BLACK THREADS CHART THE veins like poison ink. Sinéad slivers off the top and bores out the core and uses the knife-tip to wheedle every streak of rot from the seeds and flesh. She puts the healthy green bits into a big stock pot and pours cider vinegar over them to kill any traces of mould. Fungus has invisible filaments that reach deep into tissue, breathing sickness into everything – fruit, meat, even flesh.
In July, she sprayed the tomatoes all over with a fungicide of startling turquoise and fed them with fertiliser. It was a stupid thing to do. The plants kept on going right through September, but she had created a little tragedy for herself out there. For weeks she watched the tired stalks push out more blossoms and fruit. She picked the tomatoes daily, and every single one was tainted with a soft, grey bottom before it grew ripe.
It was a relief to succumb to the autumn, ripping up the stalks by the cool light of dawn, laying the last of the fruit in a wooden crate and tossing the wiry plants into a big heap at the end of the garden – she will burn them, rather than risk infecting the compost heap.
Next year, she will steep the March nettles in hot water for a week, and then pour it into the prepared soil before planting her tomatoes. She found a blog that said rot could be prevented that way.
Rescuing the last of the tomatoes from decay has become an obsession. Sinéad hasn’t stopped working for hours; not for breakfast or a cup of coffee. She is intent on her task but she works clumsily, slicing into her thumb and fingers with the sharp steel knife – an old, wooden-handled knife with a silver hilt and a crooked, wire-thin blade that rusts if it isn’t dried well after washing. There’s a bitter satisfaction in the way the vinegar and the tomato juice send a searing pain into her arm when they enter the fissures in her skin.
She’ll try the nettle thing next year.
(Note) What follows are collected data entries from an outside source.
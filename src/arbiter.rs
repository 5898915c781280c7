use crate::core_types::{GroupId, Roster};
use crate::error::{GfResult, GroupForgeError};
use crate::solution::{CostModel, Solution};
use std::sync::Arc;
use tracing::debug;

/// Final gatekeeper between the search and external reporting.
///
/// Every candidate is rebuilt from participant data (never from the
/// search's incremental aggregates) and checked against the structural
/// invariants. A violation here is an internal defect in move
/// generation or recomputation and fails the run loudly; it is never
/// silently repaired.
pub struct Arbiter {
    roster: Arc<Roster>,
    model: CostModel,
    group_count: usize,
}

impl Arbiter {
    pub fn new(roster: Arc<Roster>, model: CostModel, group_count: usize) -> Self {
        Self {
            roster,
            model,
            group_count,
        }
    }

    pub fn finalize(
        &self,
        assignment: &[GroupId],
        constrain_advantaged: bool,
    ) -> GfResult<Solution> {
        let solution = Solution::from_assignment(
            &self.roster,
            assignment.to_vec(),
            self.group_count,
            &self.model,
        )?;

        let size_spread = solution.size_spread();
        if size_spread > 1 {
            return Err(GroupForgeError::ResultInvalid(format!(
                "group sizes diverge by {size_spread}"
            )));
        }
        if constrain_advantaged {
            let spread = solution.advantage_spread();
            if spread > 1 {
                return Err(GroupForgeError::ResultInvalid(format!(
                    "advantaged counts diverge by {spread}"
                )));
            }
        }

        debug!(
            cost = self.model.points_to_display(solution.cost()),
            constrained = constrain_advantaged,
            "arbitration passed"
        );
        Ok(solution)
    }
}
use crate::config::{default_scenarios, ScenarioConfig, SearchParams};
use crate::core_types::{Participant, Roster};
use crate::error::GfResult;
use crate::optimizer::runner::{ProgressCallback, Race, RaceOptions, RaceResult, SilentProgress};
use crate::optimizer::CancelToken;

/// Library entry point: validates the inputs, then races one annealing
/// scenario per configuration and returns the arbitrated results.
pub fn balance<CB: ProgressCallback>(
    participants: Vec<Participant>,
    group_count: usize,
    scenarios: Vec<ScenarioConfig>,
    options: RaceOptions,
    cancel: &CancelToken,
    callback: &CB,
) -> GfResult<RaceResult> {
    let roster = Roster::new(participants)?;
    let race = Race::new(roster, group_count, scenarios, options)?;
    race.run(cancel, callback)
}

/// Convenience wrapper running the canonical constrained + unconstrained
/// pair with no progress consumer and no external cancellation.
pub fn balance_default(
    participants: Vec<Participant>,
    group_count: usize,
    params: SearchParams,
) -> GfResult<RaceResult> {
    balance(
        participants,
        group_count,
        default_scenarios(&params),
        RaceOptions::default(),
        &CancelToken::new(),
        &SilentProgress,
    )
}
Nettles are good for the kidneys – who told her that? When Sinéad was a child, her mother went out with her rubber gloves and gathered the first nettles of spring. She made meals with them – stuffed pillows of pasta, mud-coloured soup with nutmeg and black pepper and a swirl of milk. A long time ago now. They had less then; Mammy had to be careful what she bought. The nettles tasted like spinach, only spicier.
Only a few tomatoes to go. Tomorrow she’ll start on the chutney. Chutney is the only thing that can be made from underripe tomatoes. And jam. Green tomato jam.
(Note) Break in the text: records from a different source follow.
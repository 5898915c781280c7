use crate::config::SearchParams;
use crate::core_types::{GroupId, Roster};
use crate::solution::{Move, Solution};
use fastrand::Rng;

/// Draws candidate moves for the annealing loop.
///
/// Group pairs are not sampled uniformly: a ranking of groups by average
/// score is kept (refreshed periodically by the worker) and most draws
/// pair a top-ranked group with a bottom-ranked one, so evaluations
/// concentrate on the worst imbalances.
pub struct MovePicker {
    swap_probability: f64,
    focus_window: usize,
    explore_ratio: f64,
    constraint_retries: usize,
    ranked: Vec<usize>,
}

impl MovePicker {
    pub fn new(params: &SearchParams, group_count: usize) -> Self {
        Self {
            swap_probability: params.swap_probability,
            focus_window: params.focus_window,
            explore_ratio: params.explore_ratio,
            constraint_retries: params.constraint_retries,
            ranked: (0..group_count).collect(),
        }
    }

    /// Re-sorts the group ranking by average score, highest first.
    /// Averages are compared as exact rationals (T_a * s_b vs T_b * s_a).
    pub fn refresh(&mut self, solution: &Solution) {
        let stats = solution.stats();
        self.ranked.sort_by(|&a, &b| {
            let lhs = stats[a].total_score as i128 * stats[b].size as i128;
            let rhs = stats[b].total_score as i128 * stats[a].size as i128;
            rhs.cmp(&lhs)
        });
    }

    /// Draws one legal move. In constrained mode, draws that would push
    /// the advantaged spread above 1 are redrawn up to
    /// `constraint_retries` times; the final attempt relaxes the
    /// predicate, since perfect balance is not always reachable from the
    /// current state.
    pub fn pick(
        &self,
        rng: &mut Rng,
        solution: &Solution,
        roster: &Roster,
        constrained: bool,
    ) -> Option<Move> {
        if solution.group_count() < 2 {
            return None;
        }
        for attempt in 0..=self.constraint_retries {
            let enforce = constrained && attempt < self.constraint_retries;
            if let Some(mv) = self.draw(rng, solution, roster, enforce) {
                return Some(mv);
            }
        }
        None
    }

    fn draw(
        &self,
        rng: &mut Rng,
        solution: &Solution,
        roster: &Roster,
        enforce: bool,
    ) -> Option<Move> {
        let (ga, gb) = self.pick_pair(rng, solution);
        let stats = solution.stats();

        // A transfer is only legal from a strictly larger group into a
        // strictly smaller one; with level sizes the draw degrades to a
        // swap.
        if rng.f64() >= self.swap_probability && stats[ga].size != stats[gb].size {
            let (src, dst) = if stats[ga].size > stats[gb].size {
                (ga, gb)
            } else {
                (gb, ga)
            };
            let pool = solution.members(src);
            let p = pool[rng.usize(0..pool.len())];
            if enforce && roster.get(p).advantaged && !balance_after(solution, src, dst, -1, 1) {
                return None;
            }
            return Some(Move::Transfer {
                participant: p,
                from: src as GroupId,
                to: dst as GroupId,
            });
        }

        let pool_a = solution.members(ga);
        let pool_b = solution.members(gb);
        let a = pool_a[rng.usize(0..pool_a.len())];
        let b = pool_b[rng.usize(0..pool_b.len())];
        let flag_a = roster.get(a).advantaged;
        let flag_b = roster.get(b).advantaged;
        // Same-flag swaps never shift advantaged counts.
        if enforce && flag_a != flag_b {
            let (da, db) = if flag_a { (-1, 1) } else { (1, -1) };
            if !balance_after(solution, ga, gb, da, db) {
                return None;
            }
        }
        Some(Move::Swap { a, b })
    }

    fn pick_pair(&self, rng: &mut Rng, solution: &Solution) -> (usize, usize) {
        let g = solution.group_count();
        if g == 2 {
            return (0, 1);
        }
        let k = self.focus_window.clamp(1, g / 2);
        if rng.f64() >= self.explore_ratio {
            let hi = self.ranked[rng.usize(0..k)];
            let lo = self.ranked[g - 1 - rng.usize(0..k)];
            if hi != lo {
                return (hi, lo);
            }
        }
        let a = rng.usize(0..g);
        let mut b = rng.usize(0..g - 1);
        if b >= a {
            b += 1;
        }
        (a, b)
    }
}

/// Whether the advantaged spread stays within 1 after shifting the two
/// groups' counts by the given deltas.
fn balance_after(solution: &Solution, ga: usize, gb: usize, da: i64, db: i64) -> bool {
    let mut lo = i64::MAX;
    let mut hi = i64::MIN;
    for (i, st) in solution.stats().iter().enumerate() {
        let mut c = st.advantaged as i64;
        if i == ga {
            c += da;
        }
        if i == gb {
            c += db;
        }
        lo = lo.min(c);
        hi = hi.max(c);
    }
    hi - lo <= 1
}

#[cfg(test)]
mod tests {
    use super::*;
    use crate::core_types::Participant;
    use crate::solution::CostModel;

    fn fixture(scores: &[f64], advantaged: &[bool], group_count: usize) -> (Roster, Solution) {
        let ps = scores
            .iter()
            .zip(advantaged)
            .enumerate()
            .map(|(i, (&s, &adv))| Participant::from_raw(i as u32, s, adv).unwrap())
            .collect();
        let roster = Roster::new(ps).unwrap();
        let model = CostModel::new(&roster, group_count);
        let assignment = (0..roster.len())
            .map(|i| (i % group_count) as GroupId)
            .collect();
        let solution = Solution::from_assignment(&roster, assignment, group_count, &model).unwrap();
        (roster, solution)
    }

    #[test]
    fn picked_moves_are_size_legal() {
        let (roster, solution) = fixture(
            &[9.0, 7.0, 5.0, 3.0, 1.0, 8.0, 6.0],
            &[false; 7],
            3,
        );
        let params = SearchParams::default();
        let mut picker = MovePicker::new(&params, 3);
        picker.refresh(&solution);
        let mut rng = Rng::with_seed(11);

        for _ in 0..500 {
            let mv = picker.pick(&mut rng, &solution, &roster, false).unwrap();
            if let Move::Transfer { from, to, .. } = mv {
                let stats = solution.stats();
                assert!(stats[from as usize].size > stats[to as usize].size);
            }
        }
    }

    #[test]
    fn constrained_draws_keep_advantage_spread() {
        let (roster, solution) = fixture(
            &[9.0, 7.0, 5.0, 3.0, 1.0, 8.0],
            &[true, false, false, true, false, false],
            2,
        );
        // Generous retry budget so the relaxed fallback never triggers
        // in this deterministic sweep.
        let params = SearchParams {
            constraint_retries: 64,
            ..Default::default()
        };
        let mut picker = MovePicker::new(&params, 2);
        picker.refresh(&solution);
        let mut rng = Rng::with_seed(5);
        let model = CostModel::new(&roster, 2);

        assert_eq!(solution.advantage_spread(), 0);
        for _ in 0..500 {
            let mv = picker.pick(&mut rng, &solution, &roster, true).unwrap();
            let next = solution.apply(&mv, &roster, &model);
            assert!(next.advantage_spread() <= 1, "move {mv:?} broke balance");
        }
    }

    #[test]
    fn single_group_yields_no_moves() {
        let (roster, solution) = fixture(&[1.0, 2.0], &[false, false], 1);
        let picker = MovePicker::new(&SearchParams::default(), 1);
        let mut rng = Rng::with_seed(1);
        assert!(picker.pick(&mut rng, &solution, &roster, false).is_none());
    }
}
She’ll have to finish up soon though; make herself presentable and prepare something for lunch. Her niece Valerie is arriving today with the hens.
*
Sinéad gave up on her own chickens three years ago, after the pine marten got the fat little black one, but she still has everything they need – a shed with nesting boxes and a run. She loved the little black one, and it really broke her heart to see it lying there with its speckled throat pulled open. This time she has nailed shut every tiny hole in the shed. She and Terence patched up the run themselves. It took two weeks to dig an extra barrier of chicken wire down deep into the soil, and her hips are still screeching from it. She will lock these hens up safely every night; she’ll be vigilant. She’ll keep them alive until Mammy is well again…
She has stale bread in the cupboard, does she? And chicken breasts in the fridge.
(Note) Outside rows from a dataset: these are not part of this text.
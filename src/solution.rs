use crate::consts::SCORE_SCALE;
use crate::core_types::{CostPoints, GroupId, ParticipantId, Roster, ScaledScore};
use crate::error::{GfResult, GroupForgeError};
use itertools::{Itertools, MinMaxResult};
use serde::Serialize;

/// Cached aggregates of one group.
#[derive(Debug, Clone, Copy, Default, PartialEq, Eq, Serialize)]
pub struct GroupStats {
    pub size: u32,
    pub total_score: ScaledScore,
    pub advantaged: u32,
}

/// Precomputed quantities that turn group aggregates into an exact
/// integer cost.
///
/// With `n` participants and sizes confined to {m, m+1}, every group
/// deviation `|T/s - G/n|` shares the denominator `n * m * (m+1)`, so
/// each group contributes `|T*n - G*s| * m*(m+1)/s` points with the
/// division exact. Points only become floats at the reporting boundary.
#[derive(Debug, Clone, Copy)]
pub struct CostModel {
    participants: i128,
    grand_total: i128,
    base_num: i128,
}

impl CostModel {
    pub fn new(roster: &Roster, group_count: usize) -> Self {
        let n = roster.len() as i128;
        let m = n / group_count as i128;
        Self {
            participants: n,
            grand_total: roster.grand_total() as i128,
            base_num: m * (m + 1),
        }
    }

    /// Deviation contribution of one group, in cost points. Exact for
    /// legal sizes; tolerant of illegal ones so the arbiter can score a
    /// candidate before rejecting it.
    #[inline]
    pub fn group_deviation(&self, stats: &GroupStats) -> CostPoints {
        if stats.size == 0 {
            return 0;
        }
        let size = stats.size as i128;
        let num = (stats.total_score as i128 * self.participants - self.grand_total * size).abs();
        num * self.base_num / size
    }

    pub fn total_cost(&self, groups: &[GroupStats]) -> CostPoints {
        groups.iter().map(|g| self.group_deviation(g)).sum()
    }

    /// Converts cost points to the sum of absolute average deviations in
    /// raw score units.
    pub fn points_to_display(&self, points: CostPoints) -> f64 {
        points as f64 / (self.participants as f64 * self.base_num as f64 * SCORE_SCALE as f64)
    }

    pub fn group_average(&self, stats: &GroupStats) -> f64 {
        if stats.size == 0 {
            return 0.0;
        }
        stats.total_score as f64 / (stats.size as f64 * SCORE_SCALE as f64)
    }

    pub fn grand_average(&self) -> f64 {
        self.grand_total as f64 / (self.participants as f64 * SCORE_SCALE as f64)
    }
}

/// A candidate perturbation of a Solution. Swaps preserve group sizes;
/// transfers shift one participant from a larger group into a smaller
/// one.
#[derive(Debug, Clone, Copy, PartialEq, Eq)]
pub enum Move {
    Swap {
        a: ParticipantId,
        b: ParticipantId,
    },
    Transfer {
        participant: ParticipantId,
        from: GroupId,
        to: GroupId,
    },
}

/// A full partition of the roster plus cached per-group aggregates and
/// the derived integer cost.
///
/// The assignment vector maps every participant to exactly one group,
/// so exactly-once coverage is structural. `members`/`slot` mirror the
/// assignment for O(1) member lookup and replacement in the hot loop.
#[derive(Debug, Clone)]
pub struct Solution {
    assignment: Vec<GroupId>,
    slot: Vec<u32>,
    members: Vec<Vec<ParticipantId>>,
    groups: Vec<GroupStats>,
    cost: CostPoints,
}

impl Solution {
    /// Builds a Solution from an explicit assignment, validating
    /// coverage. Structural defects are `ResultInvalid`: an assignment
    /// reaching this point with the wrong shape is an internal bug, not
    /// a user input problem.
    pub fn from_assignment(
        roster: &Roster,
        assignment: Vec<GroupId>,
        group_count: usize,
        model: &CostModel,
    ) -> GfResult<Self> {
        if assignment.len() != roster.len() {
            return Err(GroupForgeError::ResultInvalid(format!(
                "assignment covers {} of {} participants",
                assignment.len(),
                roster.len()
            )));
        }
        if let Some(&g) = assignment.iter().find(|&&g| g as usize >= group_count) {
            return Err(GroupForgeError::ResultInvalid(format!(
                "group index {g} out of range for {group_count} groups"
            )));
        }
        Ok(Self::rebuild(roster, assignment, group_count, model))
    }

    /// Full O(n) construction from participant data. This is the only
    /// path that computes aggregates; incremental updates are checked
    /// against it by the reconciliation pass.
    pub(crate) fn rebuild(
        roster: &Roster,
        assignment: Vec<GroupId>,
        group_count: usize,
        model: &CostModel,
    ) -> Self {
        let mut slot = vec![0u32; assignment.len()];
        let mut members = vec![Vec::new(); group_count];
        let mut groups = vec![GroupStats::default(); group_count];

        for (pid, &g) in assignment.iter().enumerate() {
            let g = g as usize;
            let p = roster.get(pid as ParticipantId);
            slot[pid] = members[g].len() as u32;
            members[g].push(pid as ParticipantId);
            groups[g].size += 1;
            groups[g].total_score += p.score;
            if p.advantaged {
                groups[g].advantaged += 1;
            }
        }

        let cost = model.total_cost(&groups);
        Self {
            assignment,
            slot,
            members,
            groups,
            cost,
        }
    }

    /// Rebuilds this Solution's aggregates from scratch.
    pub fn recompute(&self, roster: &Roster, model: &CostModel) -> Self {
        Self::rebuild(roster, self.assignment.clone(), self.groups.len(), model)
    }

    #[inline]
    pub fn cost(&self) -> CostPoints {
        self.cost
    }

    pub fn group_count(&self) -> usize {
        self.groups.len()
    }

    pub fn stats(&self) -> &[GroupStats] {
        &self.groups
    }

    pub fn assignment(&self) -> &[GroupId] {
        &self.assignment
    }

    #[inline]
    pub fn group_of(&self, participant: ParticipantId) -> GroupId {
        self.assignment[participant as usize]
    }

    pub fn members(&self, group: usize) -> &[ParticipantId] {
        &self.members[group]
    }

    pub fn size_spread(&self) -> u32 {
        spread(self.groups.iter().map(|g| g.size))
    }

    pub fn advantage_spread(&self) -> u32 {
        spread(self.groups.iter().map(|g| g.advantaged))
    }

    /// Cost change the move would cause, without applying it.
    #[inline]
    pub fn delta_cost(&self, mv: &Move, roster: &Roster, model: &CostModel) -> CostPoints {
        match *mv {
            Move::Swap { a, b } => {
                let ga = self.assignment[a as usize] as usize;
                let gb = self.assignment[b as usize] as usize;
                if ga == gb {
                    return 0;
                }
                let diff = roster.get(b).score - roster.get(a).score;
                let old =
                    model.group_deviation(&self.groups[ga]) + model.group_deviation(&self.groups[gb]);
                let mut na = self.groups[ga];
                na.total_score += diff;
                let mut nb = self.groups[gb];
                nb.total_score -= diff;
                model.group_deviation(&na) + model.group_deviation(&nb) - old
            }
            Move::Transfer {
                participant,
                from,
                to,
            } => {
                let from = from as usize;
                let to = to as usize;
                let score = roster.get(participant).score;
                let old = model.group_deviation(&self.groups[from])
                    + model.group_deviation(&self.groups[to]);
                let mut nf = self.groups[from];
                nf.size -= 1;
                nf.total_score -= score;
                let mut nt = self.groups[to];
                nt.size += 1;
                nt.total_score += score;
                model.group_deviation(&nf) + model.group_deviation(&nt) - old
            }
        }
    }

    /// Returns a new Solution with the move applied; the receiver stays
    /// valid for comparison and backtracking.
    pub fn apply(&self, mv: &Move, roster: &Roster, model: &CostModel) -> Self {
        let mut next = self.clone();
        next.apply_in_place(mv, roster, model);
        next
    }

    /// Hot-loop fast path: patches aggregates and the cached cost in
    /// place. The move generator guarantees legality.
    pub(crate) fn apply_in_place(&mut self, mv: &Move, roster: &Roster, model: &CostModel) {
        let delta = self.delta_cost(mv, roster, model);
        match *mv {
            Move::Swap { a, b } => {
                let ga = self.assignment[a as usize] as usize;
                let gb = self.assignment[b as usize] as usize;
                debug_assert_ne!(ga, gb);
                let pa = roster.get(a);
                let pb = roster.get(b);

                let diff = pb.score - pa.score;
                self.groups[ga].total_score += diff;
                self.groups[gb].total_score -= diff;
                if pa.advantaged != pb.advantaged {
                    if pa.advantaged {
                        self.groups[ga].advantaged -= 1;
                        self.groups[gb].advantaged += 1;
                    } else {
                        self.groups[ga].advantaged += 1;
                        self.groups[gb].advantaged -= 1;
                    }
                }

                self.members[ga][self.slot[a as usize] as usize] = b;
                self.members[gb][self.slot[b as usize] as usize] = a;
                self.slot.swap(a as usize, b as usize);
                self.assignment.swap(a as usize, b as usize);
            }
            Move::Transfer {
                participant,
                from,
                to,
            } => {
                let from = from as usize;
                let to = to as usize;
                debug_assert!(self.groups[from].size > self.groups[to].size);
                let p = roster.get(participant);

                let idx = self.slot[participant as usize] as usize;
                self.members[from].swap_remove(idx);
                if let Some(&moved) = self.members[from].get(idx) {
                    self.slot[moved as usize] = idx as u32;
                }
                self.slot[participant as usize] = self.members[to].len() as u32;
                self.members[to].push(participant);
                self.assignment[participant as usize] = to as GroupId;

                self.groups[from].size -= 1;
                self.groups[from].total_score -= p.score;
                self.groups[to].size += 1;
                self.groups[to].total_score += p.score;
                if p.advantaged {
                    self.groups[from].advantaged -= 1;
                    self.groups[to].advantaged += 1;
                }
            }
        }
        self.cost += delta;
    }

    pub fn report(&self, model: &CostModel) -> SolutionReport {
        let groups: Vec<GroupReport> = self
            .groups
            .iter()
            .enumerate()
            .map(|(i, st)| {
                let mut ids = self.members[i].clone();
                ids.sort_unstable();
                GroupReport {
                    group: i,
                    size: st.size,
                    advantaged: st.advantaged,
                    members: ids,
                    total: st.total_score as f64 / SCORE_SCALE as f64,
                    average: model.group_average(st),
                }
            })
            .collect();

        let average_spread = groups
            .iter()
            .map(|g| g.average)
            .fold((f64::INFINITY, f64::NEG_INFINITY), |(lo, hi), a| {
                (lo.min(a), hi.max(a))
            });

        SolutionReport {
            cost: model.points_to_display(self.cost),
            overall_average: model.grand_average(),
            average_spread: (average_spread.1 - average_spread.0).max(0.0),
            groups,
        }
    }
}

fn spread<I: Iterator<Item = u32>>(values: I) -> u32 {
    match values.minmax() {
        MinMaxResult::MinMax(lo, hi) => hi - lo,
        _ => 0,
    }
}

/// Reporting view of one group. Member ids map back to names and scores
/// in the ingestion layer.
#[derive(Debug, Clone, Serialize)]
pub struct GroupReport {
    pub group: usize,
    pub size: u32,
    pub advantaged: u32,
    pub members: Vec<ParticipantId>,
    pub total: f64,
    pub average: f64,
}

#[derive(Debug, Clone, Serialize)]
pub struct SolutionReport {
    pub cost: f64,
    pub overall_average: f64,
    pub average_spread: f64,
    pub groups: Vec<GroupReport>,
}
She’ll dress now in a minute, and maybe prepare a quick lunch for Valerie; something tasty and simple and maybe she’ll sit with her a bit and her niece can tell her things about being young in London. Sinéad does a great breaded chicken. It’s a long time since she’s made that. The secret is in the double dip – egg white, flour, egg white, breadcrumbs – and she puts a spoon of mustard and one of paprika into the egg, and a dollop of milk… that makes all the difference. That’s what she’ll make. Lovely.
*
Her mobile sounds. It’s Aoife. Sinéad puts it face down on the kitchen table. Watching it ring out, it’s a kind of heartbreak she feels. It is a kind of frustrated and hopeless and unworthy heartbreak; ‘Aoife,’ she says aloud. The word strains in her chest. She shakes her head, ‘Aoife,’ and sighs dramatically – a performance for no one. She has given up worrying about this new habit of talking to herself – she likes it; it feels like health to be able to make sounds and words that fit. ‘Aoife!’ – her throat is tender with the pain of it – her queasy regret for how her sister is now. For years at a time Sinéad could forget how she had laughed sometimes with her sister, how Aoife could be witty and light once. In those stretches of amnesia it was fine to listen to her sister’s rants and think, ‘Oh Aoife.’ But – was it the shock of the operation, or Mammy’s fall? But something has lifted her out of that kind of time, and the chubby nineteen-year-old Aoife, funny sometimes, warm even, rebellious and mischievous, is now palpably present, juxtaposed with the chronic bitterness and stiff rage of the woman at the end of the phone.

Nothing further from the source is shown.